I’m taking a strong interest in rural issues like agriculture, harvest labour and temporary migration. We need to do more about the soaring costs of child care, the lack of access to health services and other essentials that local families need.

Often, federal politics feels far removed from the lives of rural Victorians. The news from Canberra focusses on ‘gotcha’ moments and seems very distant to the concerns of locals.

Take the sports rorts scandal, for example. The Auditor-General found that the Coalition may have subverted an independent process for their political and electoral benefit.

As high-profile politicians continue to publicly claim that there’s no issue of concern, the sad fact is that rural and regional sporting organisations are missing out on funding they need and deserve.

My preference is always to deal with facts and evidence, so let’s lay them out.

Over the course of three rounds of grants, the Coalition Government allocated $150 million in funding for local and community sport across Australia.

Hundreds of sporting clubs and local governments, including Pyrenees Shire, applied.

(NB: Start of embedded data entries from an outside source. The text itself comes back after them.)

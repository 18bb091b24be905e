//! Action log benchmarks.
#![allow(missing_docs)]

use std::hint::black_box;

use action_replay::{ActionLog, Event};
use criterion::{BenchmarkId, Criterion, criterion_group, criterion_main};

fn recorded(count: usize) -> ActionLog {
    ActionLog::from_events(
        (0..count)
            .map(|i| Event::pointer_move(i as i64 * 4, i as f64, 0.0))
            .collect(),
    )
}

fn bench_append(c: &mut Criterion) {
    c.bench_function("append_1k", |b| {
        b.iter(|| {
            let log = ActionLog::new();
            for i in 0..1000i64 {
                log.append(Event::pointer_move(i, 0.0, 0.0)).unwrap();
            }
            black_box(log.len())
        });
    });

    c.bench_function("append_clamped_1k", |b| {
        b.iter(|| {
            let log = ActionLog::new();
            for i in 0..1000i64 {
                log.append(Event::pointer_move(1000 - i, 0.0, 0.0)).unwrap();
            }
            black_box(log.len())
        });
    });
}

fn bench_tick_drain(c: &mut Criterion) {
    let mut group = c.benchmark_group("tick_drain");

    // One tick's worth of events out of logs of increasing size.
    for size in &[100usize, 1_000, 10_000] {
        let log = recorded(*size);
        group.bench_with_input(BenchmarkId::from_parameter(size), size, |b, &size| {
            let from = size / 2;
            let until = (from as f64).mul_add(4.0, 40.0);
            b.iter(|| log.due(black_box(from), size, black_box(until)));
        });
    }

    group.finish();
}

fn bench_full_drain(c: &mut Criterion) {
    let log = recorded(10_000);

    c.bench_function("drain_10k_in_10ms_ticks", |b| {
        b.iter(|| {
            let mut cursor = 0;
            let mut virtual_time = 0.0;
            while cursor < log.len() {
                cursor += log.due(cursor, usize::MAX, virtual_time).len();
                virtual_time += 10.0;
            }
            black_box(cursor)
        });
    });
}

criterion_group!(benches, bench_append, bench_tick_drain, bench_full_drain);
criterion_main!(benches);
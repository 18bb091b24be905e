//! Capture clock for stamping live events.

use tokio::time::Instant;

use crate::event::Timestamp;

/// Milliseconds elapsed since a fixed origin.
///
/// Built on `tokio::time::Instant`, so paused test runtimes stamp events
/// deterministically. Clones share the origin.
#[derive(Debug, Clone, Copy)]
pub struct CaptureClock {
    origin: Instant,
}

impl CaptureClock {
    /// Start a clock at the current instant.
    #[must_use]
    pub fn start() -> Self {
        Self {
            origin: Instant::now(),
        }
    }

    /// Start a clock at the given instant.
    #[must_use]
    pub const fn from_origin(origin: Instant) -> Self {
        Self { origin }
    }

    /// The origin instant.
    #[must_use]
    pub const fn origin(&self) -> Instant {
        self.origin
    }

    /// Current capture timestamp.
    #[must_use]
    pub fn now(&self) -> Timestamp {
        self.origin.elapsed().as_millis() as Timestamp
    }
}

impl Default for CaptureClock {
    fn default() -> Self {
        Self::start()
    }
}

Their applications were assessed by Sport Australia, an independent authority, and scored for their eligibility.

Sport Australia scored Pyrenees Shire Council’s $500,000 grant application 88 out of a possible score of 100.

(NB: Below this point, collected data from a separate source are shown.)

use std::error::Error;

use college_graph::{create_college_graph, extract_from_csv};

const DATASET_PATH: &str = "data/college.csv";
const OUTPUT_PATH: &str = "college_graph.html";

fn main() -> Result<(), Box<dyn Error>> {
    env_logger::Builder::from_env(env_logger::Env::default().filter_or("RUST_LOG", "info")).init();

    println!("Loading College Dataset...");
    let triples = extract_from_csv(DATASET_PATH)?;
    log::info!("Extracted {} triples from {}", triples.len(), DATASET_PATH);

    println!("Building Knowledge Graph...");
    create_college_graph(&triples, OUTPUT_PATH)?;

    println!("Graph Generated Successfully!");

    Ok(())
}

Unfortunately, for reasons that have not yet been explained, Pyrenees Shire’s application was rejected by the Coalition Government.

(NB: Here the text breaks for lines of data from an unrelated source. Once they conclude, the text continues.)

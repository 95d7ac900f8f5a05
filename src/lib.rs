//! College knowledge graph: CSV rows become subject-relation-object triples,
//! the triples become a directed graph, and the graph is rendered as an
//! interactive vis-network page.

pub mod build_graph;
pub mod error;
pub mod extract_entities;

pub use build_graph::{create_college_graph, render_html, write_html, CollegeGraph};
pub use error::{GraphError, Result};
pub use extract_entities::{extract_from_csv, EntityType, Triple};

At the same time, grant applications from organisations based in marginal electorates that did not score as highly were successful.

Concerningly, less than 10 per cent of the $150 million went to regional electorates.

It has been established that the offices of the Minister for Sport and the Prime Minister were working from a spreadsheet of applications where the electorates were colour-coded by party to allocate funding.

I’ll leave it to you to make your judgement about the politics of this. For my part, I’m worried that there are sporting groups across the Pyrenees are now left languishing with sub-standard facilities, and that local kids are missing out.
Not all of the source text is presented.